So here is a piece I have named "I Dwell in Possibility":
I also got the opportunity to try out a new technique. (Does this make me an opportunist?--an equally annoying type these days.) I had experimented with dyeing some cheese cloth and I loved how it soaked up the color and this seemed an ideal piece to use it on. I wanted to attach it to the background so that it would maintain its freeform shape and texture and felt that fusing it would reduce this effect. So I handstitched the cheescloth to the top layer with a fine matching thread making sure the stitches were invisible but the shapes were securely attached.
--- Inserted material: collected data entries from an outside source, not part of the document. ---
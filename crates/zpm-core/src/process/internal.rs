use std::{future::Future, sync::Arc};

use futures::future::BoxFuture;
use serde_json::Value;
use tokio::{sync::mpsc, task::JoinError};
use tokio_util::sync::CancellationToken;
use tracing::{debug, trace};
use zpm_model::{Command, Level, Message};

use crate::{CoreError, Process};

/// Synchronous in-runtime function.
pub type Builtin = Arc<dyn Fn(&Command) -> anyhow::Result<Value> + Send + Sync>;

/// Asynchronous in-runtime function that observes cancellation.
pub type BuiltinWithCtx = Arc<dyn Fn(Context) -> BoxFuture<'static, anyhow::Result<Value>> + Send + Sync>;

/// Invocation context handed to a [`BuiltinWithCtx`].
#[derive(Clone, Debug)]
pub struct Context {
    pub command: Command,
    /// Cancelled when the job is killed or times out.
    pub cancel: CancellationToken,
}

#[derive(Clone)]
enum Body {
    Sync(Builtin),
    Ctx(BuiltinWithCtx),
}

/// Process variant that calls a registered function instead of spawning.
///
/// The function's return value becomes a single result message
/// (`RESULT_JSON`, or `RESULT_ERROR` with the error text) followed by the exit
/// message.
pub struct InternalProcess {
    cmd: Command,
    body: Body,
    cancel: CancellationToken,
}

impl InternalProcess {
    pub fn new(cmd: Command, builtin: Builtin) -> Self {
        Self {
            cmd,
            body: Body::Sync(builtin),
            cancel: CancellationToken::new(),
        }
    }

    pub fn with_ctx(cmd: Command, builtin: BuiltinWithCtx) -> Self {
        Self {
            cmd,
            body: Body::Ctx(builtin),
            cancel: CancellationToken::new(),
        }
    }

    /// Wraps an async closure into a [`BuiltinWithCtx`].
    pub fn boxed<F, Fut>(f: F) -> BuiltinWithCtx
    where
        F: Fn(Context) -> Fut + Send + Sync + 'static,
        Fut: Future<Output = anyhow::Result<Value>> + Send + 'static,
    {
        Arc::new(move |ctx| Box::pin(f(ctx)))
    }
}

impl Process for InternalProcess {
    fn command(&self) -> &Command {
        &self.cmd
    }

    fn run(&self) -> Result<mpsc::Receiver<Message>, CoreError> {
        let (tx, rx) = mpsc::channel(2);
        let cmd = self.cmd.clone();
        let body = self.body.clone();
        let cancel = self.cancel.clone();

        tokio::spawn(async move {
            trace!(target: "zpm.core.internal", id = %cmd.id, command = %cmd.command, "call builtin");
            let outcome = match body {
                Body::Sync(f) => {
                    let cmd = cmd.clone();
                    tokio::task::spawn_blocking(move || f(&cmd)).await
                }
                Body::Ctx(f) => tokio::spawn(f(Context { command: cmd.clone(), cancel })).await,
            };

            for msg in into_messages(outcome) {
                if tx.send(msg).await.is_err() {
                    debug!(target: "zpm.core.internal", id = %cmd.id, "receiver dropped");
                    break;
                }
            }
        });

        Ok(rx)
    }

    /// Any signal cancels the context of a [`BuiltinWithCtx`].
    fn signal(&self, _sig: nix::sys::signal::Signal) -> Result<(), CoreError> {
        match self.body {
            Body::Ctx(_) => {
                self.cancel.cancel();
                Ok(())
            }
            Body::Sync(_) => Err(CoreError::NotSignalable),
        }
    }
}

fn into_messages(outcome: Result<anyhow::Result<Value>, JoinError>) -> [Message; 2] {
    match outcome {
        Ok(Ok(value)) => {
            let payload = serde_json::to_string(&value).unwrap_or_else(|e| e.to_string());
            [Message::new(Level::RESULT_JSON, payload), Message::exit_success()]
        }
        Ok(Err(e)) => [
            Message::new(Level::RESULT_ERROR, format!("{e:#}")),
            Message::exit_error(),
        ],
        Err(e) => [
            Message::new(Level::RESULT_ERROR, format!("builtin aborted: {e}")),
            Message::exit_error(),
        ],
    }
}

#[cfg(test)]
mod tests {
    use super::*;

    use std::time::Duration;

    use nix::sys::signal::Signal;
    use serde_json::json;
    use zpm_model::Meta;

    async fn collect(mut rx: mpsc::Receiver<Message>) -> Vec<Message> {
        let mut out = Vec::new();
        while let Some(m) = rx.recv().await {
            out.push(m);
        }
        out
    }

    #[tokio::test]
    async fn value_becomes_json_result() {
        let f: Builtin = Arc::new(|cmd: &Command| -> anyhow::Result<Value> { Ok(json!({"id": cmd.id})) });
        let p = InternalProcess::new(Command::new("t").with_id("x"), f);

        let msgs = collect(p.run().unwrap()).await;
        assert_eq!(msgs.len(), 2);
        assert_eq!(msgs[0].level(), Level::RESULT_JSON);
        assert_eq!(msgs[0].message, r#"{"id":"x"}"#);
        assert!(msgs[1].meta.is(Meta::EXIT_SUCCESS));
    }

    #[tokio::test]
    async fn error_becomes_error_result() {
        let f: Builtin = Arc::new(|_: &Command| -> anyhow::Result<Value> { Err(anyhow::anyhow!("boom")) });
        let p = InternalProcess::new(Command::new("t"), f);

        let msgs = collect(p.run().unwrap()).await;
        assert_eq!(msgs[0].level(), Level::RESULT_ERROR);
        assert_eq!(msgs[0].message, "boom");
        assert!(msgs[1].meta.is(Meta::EXIT_ERROR));
    }

    #[tokio::test]
    async fn panic_becomes_error_result() {
        let f: Builtin = Arc::new(|_: &Command| -> anyhow::Result<Value> { panic!("bad builtin") });
        let p = InternalProcess::new(Command::new("t"), f);

        let msgs = collect(p.run().unwrap()).await;
        assert_eq!(msgs[0].level(), Level::RESULT_ERROR);
        assert!(msgs[1].meta.is(Meta::EXIT_ERROR));
    }

    #[tokio::test]
    async fn signal_cancels_ctx_builtin() {
        let f = InternalProcess::boxed(|ctx: Context| async move {
            ctx.cancel.cancelled().await;
            Err::<Value, _>(anyhow::anyhow!("cancelled"))
        });
        let p = InternalProcess::with_ctx(Command::new("t"), f);
        let rx = p.run().unwrap();

        tokio::time::sleep(Duration::from_millis(20)).await;
        p.signal(Signal::SIGTERM).unwrap();

        let msgs = collect(rx).await;
        assert_eq!(msgs[0].message, "cancelled");
        assert!(msgs[1].meta.is(Meta::EXIT_ERROR));
    }

    #[test]
    fn sync_builtin_is_not_signalable() {
        let f: Builtin = Arc::new(|_: &Command| -> anyhow::Result<Value> { Ok(Value::Null) });
        let p = InternalProcess::new(Command::new("t"), f);
        assert!(matches!(p.signal(Signal::SIGTERM), Err(CoreError::NotSignalable)));
    }
}
//! # Process manager configuration.
//!
//! [`ManagerConfig`] is read once by [`ProcessManager::new`](crate::ProcessManager::new)
//! and shared by every job the manager runs.
//!
//! ## Sentinel values
//! - `max_jobs = 0` → unlimited admission
//! - `stats_interval = 0s` → process meter disabled
//!
//! Durations are (de)serialized as whole seconds.

use std::time::Duration;

use serde::{Deserialize, Serialize};
use zpm_model::secs;

/// Runtime settings of the process manager.
#[derive(Clone, Debug, PartialEq, Eq, Serialize, Deserialize)]
#[serde(default)]
pub struct ManagerConfig {
    /// Maximum number of dispatched jobs running at once (`0` = unlimited).
    ///
    /// Jobs started with [`ProcessManager::run`](crate::ProcessManager::run)
    /// bypass admission and are not counted.
    pub max_jobs: usize,

    /// Ring capacity for buffered stdout and stderr lines of a single run.
    pub stdout_buffer: usize,

    /// Ring capacity of the message backlog replayed to late subscribers.
    pub backlog_buffer: usize,

    /// Pause before a failed job is retried under `max_restart`.
    #[serde(with = "secs")]
    pub restart_delay: Duration,

    /// Period of the hook tick.
    #[serde(with = "secs")]
    pub tick: Duration,

    /// Default period of the process meter; a command may override it.
    #[serde(with = "secs")]
    pub stats_interval: Duration,

    /// Capacity of the immediate and ready dispatch channels (min 1).
    pub submit_capacity: usize,
}

impl ManagerConfig {
    /// Returns the admission limit as an `Option`.
    ///
    /// - `None` → unlimited
    /// - `Some(n)` → at most `n` dispatched jobs run simultaneously
    #[inline]
    pub fn concurrency_limit(&self) -> Option<usize> {
        if self.max_jobs == 0 {
            None
        } else {
            Some(self.max_jobs)
        }
    }

    /// Returns the default meter period, `None` when disabled.
    #[inline]
    pub fn default_stats_interval(&self) -> Option<Duration> {
        if self.stats_interval.is_zero() {
            None
        } else {
            Some(self.stats_interval)
        }
    }

    /// Tick period clamped to a minimum of 10ms.
    #[inline]
    pub fn tick_clamped(&self) -> Duration {
        self.tick.max(Duration::from_millis(10))
    }

    #[inline]
    pub fn submit_capacity_clamped(&self) -> usize {
        self.submit_capacity.max(1)
    }

    #[inline]
    pub fn stdout_buffer_clamped(&self) -> usize {
        self.stdout_buffer.max(1)
    }

    #[inline]
    pub fn backlog_buffer_clamped(&self) -> usize {
        self.backlog_buffer.max(1)
    }
}

impl Default for ManagerConfig {
    /// Default configuration:
    ///
    /// - `max_jobs = 100`
    /// - `stdout_buffer = 1000`, `backlog_buffer = 100`
    /// - `restart_delay = 1s`, `tick = 1s`
    /// - `stats_interval = 30s`
    /// - `submit_capacity = 1`
    fn default() -> Self {
        Self {
            max_jobs: 100,
            stdout_buffer: 1000,
            backlog_buffer: 100,
            restart_delay: Duration::from_secs(1),
            tick: Duration::from_secs(1),
            stats_interval: Duration::from_secs(30),
            submit_capacity: 1,
        }
    }
}

#[cfg(test)]
mod tests {
    use super::*;

    #[test]
    fn zero_sentinels() {
        let cfg = ManagerConfig {
            max_jobs: 0,
            stats_interval: Duration::ZERO,
            submit_capacity: 0,
            ..Default::default()
        };
        assert_eq!(cfg.concurrency_limit(), None);
        assert_eq!(cfg.default_stats_interval(), None);
        assert_eq!(cfg.submit_capacity_clamped(), 1);
    }

    #[test]
    fn partial_json_keeps_defaults() {
        let cfg: ManagerConfig = serde_json::from_str(r#"{"max_jobs":4,"restart_delay":3}"#).unwrap();
        assert_eq!(cfg.concurrency_limit(), Some(4));
        assert_eq!(cfg.restart_delay, Duration::from_secs(3));
        assert_eq!(cfg.stdout_buffer, 1000);
        assert_eq!(cfg.tick, Duration::from_secs(1));
    }
}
I do admit that any abstract piece could potentially fit this series since abstraction by its very nature, a nature I have grown to love, opens itself to many interpretations. And while I was nearing the finishing of this piece I came across a review of an abstract art show at FiveMyles in Brooklyn by Alexis Clements, who says all this much more eloquently than I have done: "The paring down, the removal of a prescriptive dogma or interpretation, allows the viewer to explore on their own. It is a highly personal experience. . . . And at a time when haranguing proclamations and categorical insistence seem to be everywhere, stepping however briefly into a space of not knowing, into an acknowledgment of uncertainty or at least curious exploration, feels like a cool drink of water."
I may have explained away this piece--which is just 16 x 21 inches. Perhaps you should just ignore my strident rhetoric and make of it what you will--something a viewer of abstract art does as a matter of course. Anyway, thanks for the company!